その夜、龍峰は身体に回る妙な感覚で目を覚ました。



「は…っ、うぅ…」



呼吸が乱れて、目の前がくらむ。


隣にいる蒼摩の肌と触れ合っている部分が燃えるように熱い。


再び眠りに落ちることができなくて、布団の中で荒い呼吸を繰り返す。



「…効いてきた、みたいだな」


「蒼摩…!」



先ほど注射を打った張本人が、その薬効を確かめるように腕を撫でる。


まるでこの瞬間を待ち構えていたようだ。



「あ…っ!さっき、…何、打ったの…?」


「心配すんなよ。一晩だけしか効かないから」



何を打ったか、という問いには全く答えていない。


ただ分かるのは、この得体の知れない薬効が一晩続くということだけ。


いつもの明朗な蒼摩とは違う、喉の奥から響くような冷たい声で告げられて、龍峰の背を冷たい物が流れる。



「…ただ、龍峰が気持ちよくなるだけの薬だよ」


「ん…はぁぁ…」



腰の奥を走る感覚は確かに快楽に似ていたが、目の前で暗い目をしている蒼摩の考えが全く読めない。



「なぁ…ミラポロスの何がそんなによかった…?」


「え…ミラポロス…?」



龍峰の口からその名前が出てくることすらもう腹立たしさの原因になる。



「…まずはその口をふさがなきゃいけないのか」



抵抗する間もなく蒼摩の膝が龍峰の顔を跨いで、目の前に蒼摩自身を突きつける。
 
 

「もう慣れてるだろ。くわえて」


「そう…ん、んぅ〜っ」



掴んだ前髪ごと後頭部を枕に押し付けられ、いきなり喉の奥まで貫かれる。


生理的な涙が、ボロボロと頬を伝った。



今までこんな奥までくわえることを要求されたことはなくて、初めて蒼摩の大きさを口全体で思い知ることになった。



「んっ、んっ…ぐっ」



いっぱいまで開かれた唇が馴染む間も与えず、蒼摩の腰が前後に大きく揺れる。


その度に唇の端が引き攣れて、今にも裂けそうに痛む。



「ふ、く、ぅぅ…っ」



喉を突かれるのは苦しさしか呼ばないはずなのに、身体はそれすらも快楽と感じているらしい。


下着の中が濡れる感覚に、龍峰が小さく首を振る。



「ン…!くふっ…」



「何してんの。

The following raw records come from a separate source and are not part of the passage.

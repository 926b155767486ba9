//! Calculation kernel (C1): pure, total, referentially-transparent arithmetic
//! over `Decimal`. Every function here is a direct translation of one formula
//! from the specification's §4.1 and carries its own focused unit test.
//!
//! No function in this crate touches the database, the clock, or any other
//! side effect. Downstream crates (`cfd-engine`, `portfolio-manager`,
//! `trading-engine`) call these functions rather than reimplementing the
//! arithmetic.

use rust_decimal::Decimal;
use types::enums::PositionSide;

/// `quantity * price`, the face value of an exposure.
pub fn notional(quantity: Decimal, price: Decimal) -> Decimal {
    quantity * price
}

/// Collateral locked for a position: `notional / leverage`.
pub fn margin_required(notional_value: Decimal, leverage: Decimal) -> Decimal {
    notional_value / leverage
}

/// Unrealized P&L for a long or short position.
pub fn unrealized_pnl(
    side: PositionSide,
    quantity: Decimal,
    entry_price: Decimal,
    current_price: Decimal,
) -> Decimal {
    match side {
        PositionSide::Long => quantity * (current_price - entry_price),
        PositionSide::Short => quantity * (entry_price - current_price),
    }
}

/// `pnl / base * 100`, or 0 if `base` is zero.
pub fn pnl_pct(pnl: Decimal, base: Decimal) -> Decimal {
    if base.is_zero() {
        Decimal::ZERO
    } else {
        (pnl / base) * Decimal::from(100)
    }
}

/// `cash_balance + unrealized_pnl`.
pub fn equity(cash_balance: Decimal, unrealized_pnl: Decimal) -> Decimal {
    cash_balance + unrealized_pnl
}

/// `equity / margin_used * 100`. Caller must not invoke this with
/// `margin_used == 0`; that case is "undefined" per the specification and is
/// represented as `Option::None` at the call site (`portfolio-manager`), not
/// as a sentinel value returned from here.
pub fn margin_level(equity: Decimal, margin_used: Decimal) -> Decimal {
    (equity / margin_used) * Decimal::from(100)
}

/// `total_notional / equity`, or 0 if `equity == 0`.
pub fn current_leverage(total_notional: Decimal, equity: Decimal) -> Decimal {
    if equity.is_zero() {
        Decimal::ZERO
    } else {
        total_notional / equity
    }
}

/// `100 / max_leverage`: the initial margin percentage implied by a
/// competition's max leverage (GLOSSARY).
pub fn initial_margin_pct(max_leverage: Decimal) -> Decimal {
    Decimal::from(100) / max_leverage
}

/// `margin_level < (maintenance_margin_pct / initial_margin_pct) * 100`.
pub fn check_liquidation(
    margin_level: Decimal,
    maintenance_margin_pct: Decimal,
    initial_margin_pct: Decimal,
) -> bool {
    let threshold = (maintenance_margin_pct / initial_margin_pct) * Decimal::from(100);
    margin_level < threshold
}

/// `winning / total * 100`, or 0 if there have been no trades.
pub fn win_rate(winning_trades: u32, total_trades: u32) -> Decimal {
    if total_trades == 0 {
        Decimal::ZERO
    } else {
        Decimal::from(winning_trades) * Decimal::from(100) / Decimal::from(total_trades)
    }
}

#[cfg(test)]
mod tests {
    use super::*;
    use rust_decimal_macros::dec;

    #[test]
    fn notional_is_quantity_times_price() {
        assert_eq!(notional(dec!(0.05), dec!(100_000)), dec!(5000));
    }

    #[test]
    fn margin_required_divides_notional_by_leverage() {
        assert_eq!(margin_required(dec!(5000), dec!(2)), dec!(2500));
    }

    #[test]
    fn unrealized_pnl_long_profits_on_price_increase() {
        let pnl = unrealized_pnl(PositionSide::Long, dec!(0.05), dec!(100_000), dec!(105_000));
        assert_eq!(pnl, dec!(250));
    }

    #[test]
    fn unrealized_pnl_short_profits_on_price_decrease() {
        let pnl = unrealized_pnl(PositionSide::Short, dec!(1), dec!(4_000), dec!(3_800));
        assert_eq!(pnl, dec!(200));
    }

    #[test]
    fn pnl_pct_is_zero_when_base_is_zero() {
        assert_eq!(pnl_pct(dec!(100), Decimal::ZERO), Decimal::ZERO);
    }

    #[test]
    fn pnl_pct_divides_and_scales_to_percent() {
        assert_eq!(pnl_pct(dec!(250), dec!(5000)), dec!(5));
    }

    #[test]
    fn equity_is_cash_plus_unrealized_pnl() {
        assert_eq!(equity(dec!(10_000), dec!(250)), dec!(10_250));
    }

    #[test]
    fn margin_level_is_equity_over_margin_used_as_percent() {
        assert_eq!(margin_level(dec!(10_250), dec!(2500)), dec!(410));
    }

    #[test]
    fn current_leverage_is_zero_when_equity_is_zero() {
        assert_eq!(current_leverage(dec!(5000), Decimal::ZERO), Decimal::ZERO);
    }

    #[test]
    fn current_leverage_divides_notional_by_equity() {
        assert_eq!(current_leverage(dec!(10_000), dec!(10_000)), dec!(1));
    }

    #[test]
    fn initial_margin_pct_is_100_over_max_leverage() {
        assert_eq!(initial_margin_pct(dec!(10)), dec!(10));
    }

    #[test]
    fn check_liquidation_triggers_below_threshold() {
        // max_leverage=10 -> initial=10; maintenance=5 -> threshold 50%.
        assert!(check_liquidation(dec!(40), dec!(5), dec!(10)));
        assert!(!check_liquidation(dec!(60), dec!(5), dec!(10)));
    }

    #[test]
    fn win_rate_is_zero_with_no_trades() {
        assert_eq!(win_rate(0, 0), Decimal::ZERO);
    }

    #[test]
    fn win_rate_divides_winners_by_total() {
        assert_eq!(win_rate(3, 4), dec!(75));
    }

    proptest::proptest! {
        #[test]
        fn equity_is_never_less_than_cash_minus_abs_upnl(cash in -1_000_000i64..1_000_000, upnl in -1_000_000i64..1_000_000) {
            let cash = Decimal::from(cash);
            let upnl = Decimal::from(upnl);
            let eq = equity(cash, upnl);
            proptest::prop_assert_eq!(eq, cash + upnl);
        }
    }
}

喉の奥に出してほしい?」



前髪を押さえた手がさらに強く握られる。


髪が抜けそうなほどに強まるその手を外そうと、龍峰の手が伸ばされる。


 
 
「…ダメ、反抗すんなよ」


「ぅん…!ふ、ふ、んぐ…ぅっ!!」



伸ばされた手を上から押さえつけて、蒼摩の腰が喉奥を容赦なく突き上げた。


込み上げる吐き気を堪えようと、唯一の手段である喉を締めるという動きをとった瞬間、蒼摩の先端から濃厚な白濁が勢いよく吐き出された。



「んん!ゴホッゴホッ!!」



気管に入った体液を吐き出そうと、身体が拒絶反応を示す。



「休んでる暇なんてないぜ、龍峰」


「ゲホッ!や…っ、蒼摩、もう…許して…」


「許しても何も、こんなビンビンに勃たせて何言ってんだよ」


「っ!ああ!」



蒼摩の無遠慮な指が寝巻き越しに龍峰の先端を強く摘む。


その刺激に、摘まれた場所から体液が迸る。



「こんなんでも感じるとか、お前ってすごいマゾ…」


「嫌…っ!感じてなんて…っ」



痛みに快楽を感じるなんておかしいと、龍峰はその感覚を認められない。


意固地な龍峰を鼻で軽く笑い、蒼摩の手が力任せに華奢な身体をうつぶせに押さえつけた。